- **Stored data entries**
━━━━━━
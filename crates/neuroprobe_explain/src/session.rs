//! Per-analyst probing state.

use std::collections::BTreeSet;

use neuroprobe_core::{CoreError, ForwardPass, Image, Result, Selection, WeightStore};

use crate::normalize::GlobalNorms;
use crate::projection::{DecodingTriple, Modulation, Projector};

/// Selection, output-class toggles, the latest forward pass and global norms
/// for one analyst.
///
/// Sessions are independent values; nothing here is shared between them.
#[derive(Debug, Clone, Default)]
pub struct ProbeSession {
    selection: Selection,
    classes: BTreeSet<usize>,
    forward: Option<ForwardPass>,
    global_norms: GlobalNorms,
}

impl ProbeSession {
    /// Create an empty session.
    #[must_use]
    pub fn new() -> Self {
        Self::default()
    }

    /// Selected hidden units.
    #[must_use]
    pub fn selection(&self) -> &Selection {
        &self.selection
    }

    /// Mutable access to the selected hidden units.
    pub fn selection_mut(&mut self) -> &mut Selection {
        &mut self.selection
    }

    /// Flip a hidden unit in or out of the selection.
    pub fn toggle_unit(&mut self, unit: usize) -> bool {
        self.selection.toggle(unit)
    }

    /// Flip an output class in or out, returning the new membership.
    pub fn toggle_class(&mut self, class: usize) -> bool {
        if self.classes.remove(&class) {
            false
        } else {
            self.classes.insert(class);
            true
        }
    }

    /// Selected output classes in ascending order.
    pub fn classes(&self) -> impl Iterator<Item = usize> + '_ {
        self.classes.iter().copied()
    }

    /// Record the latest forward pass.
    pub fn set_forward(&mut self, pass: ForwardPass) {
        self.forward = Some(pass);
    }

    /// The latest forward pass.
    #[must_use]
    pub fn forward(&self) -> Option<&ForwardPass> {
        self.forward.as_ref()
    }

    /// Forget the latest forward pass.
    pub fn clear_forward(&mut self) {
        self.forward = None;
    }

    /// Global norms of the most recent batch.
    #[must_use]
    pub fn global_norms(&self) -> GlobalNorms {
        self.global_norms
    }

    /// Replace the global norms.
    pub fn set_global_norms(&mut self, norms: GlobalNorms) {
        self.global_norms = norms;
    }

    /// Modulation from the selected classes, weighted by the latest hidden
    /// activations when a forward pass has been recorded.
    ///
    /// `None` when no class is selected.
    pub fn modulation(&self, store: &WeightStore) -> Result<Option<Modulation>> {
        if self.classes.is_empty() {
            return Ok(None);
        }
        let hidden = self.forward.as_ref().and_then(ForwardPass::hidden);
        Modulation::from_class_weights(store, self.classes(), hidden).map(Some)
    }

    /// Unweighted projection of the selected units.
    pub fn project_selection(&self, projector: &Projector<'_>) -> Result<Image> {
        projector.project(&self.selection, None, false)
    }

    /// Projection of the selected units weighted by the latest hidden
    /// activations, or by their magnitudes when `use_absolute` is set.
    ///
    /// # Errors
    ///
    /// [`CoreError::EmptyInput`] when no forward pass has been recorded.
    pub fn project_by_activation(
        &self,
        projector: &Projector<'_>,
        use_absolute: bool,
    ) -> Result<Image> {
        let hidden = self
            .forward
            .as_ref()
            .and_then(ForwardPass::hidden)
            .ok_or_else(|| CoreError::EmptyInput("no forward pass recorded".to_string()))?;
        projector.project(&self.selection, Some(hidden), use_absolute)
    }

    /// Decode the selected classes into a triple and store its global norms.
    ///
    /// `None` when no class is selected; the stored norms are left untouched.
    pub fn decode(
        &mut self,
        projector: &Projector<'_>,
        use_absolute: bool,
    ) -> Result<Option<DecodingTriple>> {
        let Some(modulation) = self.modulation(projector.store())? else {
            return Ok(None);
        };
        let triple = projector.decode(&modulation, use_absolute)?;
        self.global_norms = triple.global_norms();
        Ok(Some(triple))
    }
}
━━━━━━
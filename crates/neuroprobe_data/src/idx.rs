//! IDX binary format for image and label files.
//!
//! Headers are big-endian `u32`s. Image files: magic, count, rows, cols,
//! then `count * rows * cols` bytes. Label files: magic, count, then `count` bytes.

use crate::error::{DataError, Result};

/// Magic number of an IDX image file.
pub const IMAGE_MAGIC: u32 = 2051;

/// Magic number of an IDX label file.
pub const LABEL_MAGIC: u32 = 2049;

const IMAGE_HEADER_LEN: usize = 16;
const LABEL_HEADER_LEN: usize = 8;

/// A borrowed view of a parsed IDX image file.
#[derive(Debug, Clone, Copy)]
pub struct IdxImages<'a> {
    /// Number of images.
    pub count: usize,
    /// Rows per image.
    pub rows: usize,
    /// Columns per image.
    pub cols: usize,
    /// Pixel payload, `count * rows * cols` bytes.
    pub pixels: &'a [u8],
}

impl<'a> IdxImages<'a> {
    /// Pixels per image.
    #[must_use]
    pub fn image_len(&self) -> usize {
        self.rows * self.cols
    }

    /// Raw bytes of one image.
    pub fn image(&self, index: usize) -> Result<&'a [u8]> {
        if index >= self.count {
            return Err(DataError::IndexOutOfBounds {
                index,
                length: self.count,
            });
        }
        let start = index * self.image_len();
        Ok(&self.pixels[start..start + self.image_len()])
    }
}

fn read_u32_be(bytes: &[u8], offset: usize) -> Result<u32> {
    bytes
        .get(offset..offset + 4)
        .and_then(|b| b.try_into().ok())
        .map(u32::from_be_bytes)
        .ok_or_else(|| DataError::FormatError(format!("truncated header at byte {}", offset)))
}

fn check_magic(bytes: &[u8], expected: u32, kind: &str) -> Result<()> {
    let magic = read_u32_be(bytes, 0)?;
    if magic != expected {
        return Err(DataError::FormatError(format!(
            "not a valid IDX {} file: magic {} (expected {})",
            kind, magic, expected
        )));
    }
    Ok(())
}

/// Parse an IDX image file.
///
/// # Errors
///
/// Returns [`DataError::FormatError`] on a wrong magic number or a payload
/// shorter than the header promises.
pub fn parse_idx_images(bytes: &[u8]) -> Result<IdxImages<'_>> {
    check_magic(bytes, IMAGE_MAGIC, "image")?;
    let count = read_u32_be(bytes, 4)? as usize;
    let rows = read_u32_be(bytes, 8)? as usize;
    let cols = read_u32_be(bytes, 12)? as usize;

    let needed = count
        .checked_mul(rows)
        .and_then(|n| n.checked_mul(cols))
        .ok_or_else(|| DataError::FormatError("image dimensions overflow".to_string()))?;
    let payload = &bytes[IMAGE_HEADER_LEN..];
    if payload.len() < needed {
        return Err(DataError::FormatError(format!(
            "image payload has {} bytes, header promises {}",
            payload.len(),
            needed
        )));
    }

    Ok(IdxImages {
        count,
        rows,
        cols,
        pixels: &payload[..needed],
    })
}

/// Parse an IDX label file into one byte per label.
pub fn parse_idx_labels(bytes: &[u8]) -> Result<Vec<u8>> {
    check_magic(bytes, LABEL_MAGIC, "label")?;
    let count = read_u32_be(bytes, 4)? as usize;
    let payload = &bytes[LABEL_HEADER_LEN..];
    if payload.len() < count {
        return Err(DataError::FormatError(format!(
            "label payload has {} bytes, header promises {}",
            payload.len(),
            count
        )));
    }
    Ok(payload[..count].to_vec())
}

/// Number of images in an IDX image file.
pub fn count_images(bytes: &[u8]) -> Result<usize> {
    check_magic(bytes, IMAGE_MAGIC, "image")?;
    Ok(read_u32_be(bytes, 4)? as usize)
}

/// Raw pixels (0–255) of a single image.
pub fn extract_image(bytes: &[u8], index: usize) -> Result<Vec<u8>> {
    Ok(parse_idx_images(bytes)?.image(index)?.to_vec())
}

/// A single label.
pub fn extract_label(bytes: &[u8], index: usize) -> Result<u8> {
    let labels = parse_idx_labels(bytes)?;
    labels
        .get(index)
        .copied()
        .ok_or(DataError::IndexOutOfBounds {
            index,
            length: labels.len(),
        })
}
━━━━━━
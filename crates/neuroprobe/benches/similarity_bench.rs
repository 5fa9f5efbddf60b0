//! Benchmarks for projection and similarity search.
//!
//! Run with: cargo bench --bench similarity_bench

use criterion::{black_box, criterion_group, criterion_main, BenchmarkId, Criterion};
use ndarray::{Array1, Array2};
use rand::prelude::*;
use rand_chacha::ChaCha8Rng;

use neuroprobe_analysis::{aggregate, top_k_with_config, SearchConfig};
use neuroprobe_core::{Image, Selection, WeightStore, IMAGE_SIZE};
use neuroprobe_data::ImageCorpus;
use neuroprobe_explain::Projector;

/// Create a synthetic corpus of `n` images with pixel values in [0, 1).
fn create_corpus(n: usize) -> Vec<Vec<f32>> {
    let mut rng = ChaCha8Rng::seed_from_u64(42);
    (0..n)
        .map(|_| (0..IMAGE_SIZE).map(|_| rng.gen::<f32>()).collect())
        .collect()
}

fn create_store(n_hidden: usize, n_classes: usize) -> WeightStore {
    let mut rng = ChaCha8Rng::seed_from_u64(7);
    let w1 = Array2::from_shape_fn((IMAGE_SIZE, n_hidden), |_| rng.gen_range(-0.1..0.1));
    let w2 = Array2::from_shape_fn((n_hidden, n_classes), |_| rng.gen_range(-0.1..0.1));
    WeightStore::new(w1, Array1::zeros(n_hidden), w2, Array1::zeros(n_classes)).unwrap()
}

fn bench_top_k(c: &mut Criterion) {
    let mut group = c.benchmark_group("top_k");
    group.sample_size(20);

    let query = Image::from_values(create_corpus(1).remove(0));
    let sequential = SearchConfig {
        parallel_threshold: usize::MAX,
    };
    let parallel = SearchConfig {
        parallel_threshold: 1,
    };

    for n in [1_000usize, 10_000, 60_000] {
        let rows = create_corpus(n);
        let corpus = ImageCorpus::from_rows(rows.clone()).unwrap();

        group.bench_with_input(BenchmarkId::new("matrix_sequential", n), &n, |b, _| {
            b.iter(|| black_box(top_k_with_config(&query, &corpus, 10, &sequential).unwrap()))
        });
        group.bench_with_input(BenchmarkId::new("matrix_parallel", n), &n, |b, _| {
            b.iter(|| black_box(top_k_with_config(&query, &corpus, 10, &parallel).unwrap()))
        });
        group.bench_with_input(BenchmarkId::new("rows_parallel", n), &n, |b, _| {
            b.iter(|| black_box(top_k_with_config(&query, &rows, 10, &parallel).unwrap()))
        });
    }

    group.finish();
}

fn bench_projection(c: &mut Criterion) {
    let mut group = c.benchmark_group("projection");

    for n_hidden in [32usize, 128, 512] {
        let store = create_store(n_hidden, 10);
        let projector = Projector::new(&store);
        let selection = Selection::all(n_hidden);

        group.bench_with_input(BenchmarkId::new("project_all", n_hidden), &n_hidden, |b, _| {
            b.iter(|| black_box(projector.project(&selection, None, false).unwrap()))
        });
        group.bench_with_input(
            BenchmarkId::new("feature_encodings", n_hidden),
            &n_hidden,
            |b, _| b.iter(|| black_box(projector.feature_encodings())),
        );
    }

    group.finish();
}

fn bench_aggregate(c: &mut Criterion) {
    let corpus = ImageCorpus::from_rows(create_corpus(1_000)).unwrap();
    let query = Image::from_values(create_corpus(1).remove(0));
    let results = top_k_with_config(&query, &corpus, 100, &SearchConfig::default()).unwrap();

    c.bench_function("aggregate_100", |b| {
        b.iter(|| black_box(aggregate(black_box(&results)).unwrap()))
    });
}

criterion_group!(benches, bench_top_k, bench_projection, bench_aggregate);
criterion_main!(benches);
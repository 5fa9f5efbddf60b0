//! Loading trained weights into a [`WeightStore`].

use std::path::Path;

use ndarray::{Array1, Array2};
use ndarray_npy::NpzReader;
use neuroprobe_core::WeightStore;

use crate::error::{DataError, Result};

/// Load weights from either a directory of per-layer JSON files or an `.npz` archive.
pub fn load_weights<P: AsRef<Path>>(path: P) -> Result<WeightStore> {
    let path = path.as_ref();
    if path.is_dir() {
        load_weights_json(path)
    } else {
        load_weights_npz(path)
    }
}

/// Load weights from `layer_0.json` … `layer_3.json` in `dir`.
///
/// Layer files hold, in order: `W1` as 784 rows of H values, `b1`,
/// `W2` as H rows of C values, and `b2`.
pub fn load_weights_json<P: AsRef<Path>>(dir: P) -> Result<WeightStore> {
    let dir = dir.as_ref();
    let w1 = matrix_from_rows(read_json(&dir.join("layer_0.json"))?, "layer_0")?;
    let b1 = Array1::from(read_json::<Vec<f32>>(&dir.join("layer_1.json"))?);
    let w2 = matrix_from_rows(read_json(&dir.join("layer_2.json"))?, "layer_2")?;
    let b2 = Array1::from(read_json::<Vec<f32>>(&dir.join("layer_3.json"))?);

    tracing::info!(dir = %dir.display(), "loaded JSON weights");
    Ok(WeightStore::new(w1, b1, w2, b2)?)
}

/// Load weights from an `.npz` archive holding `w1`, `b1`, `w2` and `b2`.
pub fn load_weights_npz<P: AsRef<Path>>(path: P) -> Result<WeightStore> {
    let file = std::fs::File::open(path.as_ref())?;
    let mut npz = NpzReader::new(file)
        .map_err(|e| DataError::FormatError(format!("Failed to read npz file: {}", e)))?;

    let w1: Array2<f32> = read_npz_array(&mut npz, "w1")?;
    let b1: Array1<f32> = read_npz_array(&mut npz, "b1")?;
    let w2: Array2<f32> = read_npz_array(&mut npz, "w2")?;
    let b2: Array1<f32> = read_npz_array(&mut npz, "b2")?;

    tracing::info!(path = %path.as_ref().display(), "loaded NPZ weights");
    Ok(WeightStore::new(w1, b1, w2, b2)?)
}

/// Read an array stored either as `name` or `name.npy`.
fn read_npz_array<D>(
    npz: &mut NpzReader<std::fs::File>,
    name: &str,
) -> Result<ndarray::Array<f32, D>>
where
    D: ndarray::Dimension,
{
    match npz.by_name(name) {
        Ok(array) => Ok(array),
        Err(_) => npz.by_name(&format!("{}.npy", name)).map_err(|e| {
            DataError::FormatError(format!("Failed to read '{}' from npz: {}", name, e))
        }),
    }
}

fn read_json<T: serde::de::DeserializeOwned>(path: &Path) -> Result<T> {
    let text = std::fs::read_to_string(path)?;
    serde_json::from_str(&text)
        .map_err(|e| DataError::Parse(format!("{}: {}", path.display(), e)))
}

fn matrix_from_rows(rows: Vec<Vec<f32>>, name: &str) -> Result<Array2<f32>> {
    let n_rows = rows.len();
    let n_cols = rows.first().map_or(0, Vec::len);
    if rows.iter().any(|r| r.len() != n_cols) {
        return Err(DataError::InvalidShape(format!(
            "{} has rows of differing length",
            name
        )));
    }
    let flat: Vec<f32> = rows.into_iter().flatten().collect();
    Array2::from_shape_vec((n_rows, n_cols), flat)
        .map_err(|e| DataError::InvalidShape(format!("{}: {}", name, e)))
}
━━━━━━
- **Task statement**
Set down, from the entries above, exactly the lines from the one with "pub fn load_weights<P: AsRef<Path>>(path: P)" up to and including the one with "pub fn load_weights_json<P: AsRef<Path>>(dir: P)", and no other lines.

- **Worked solution**
pub fn load_weights<P: AsRef<Path>>(path: P) -> Result<WeightStore> {
    let path = path.as_ref();
    if path.is_dir() {
        load_weights_json(path)
    } else {
        load_weights_npz(path)
    }
}

/// Load weights from `layer_0.json` … `layer_3.json` in `dir`.
///
/// Layer files hold, in order: `W1` as 784 rows of H values, `b1`,
/// `W2` as H rows of C values, and `b2`.
pub fn load_weights_json<P: AsRef<Path>>(dir: P) -> Result<WeightStore> {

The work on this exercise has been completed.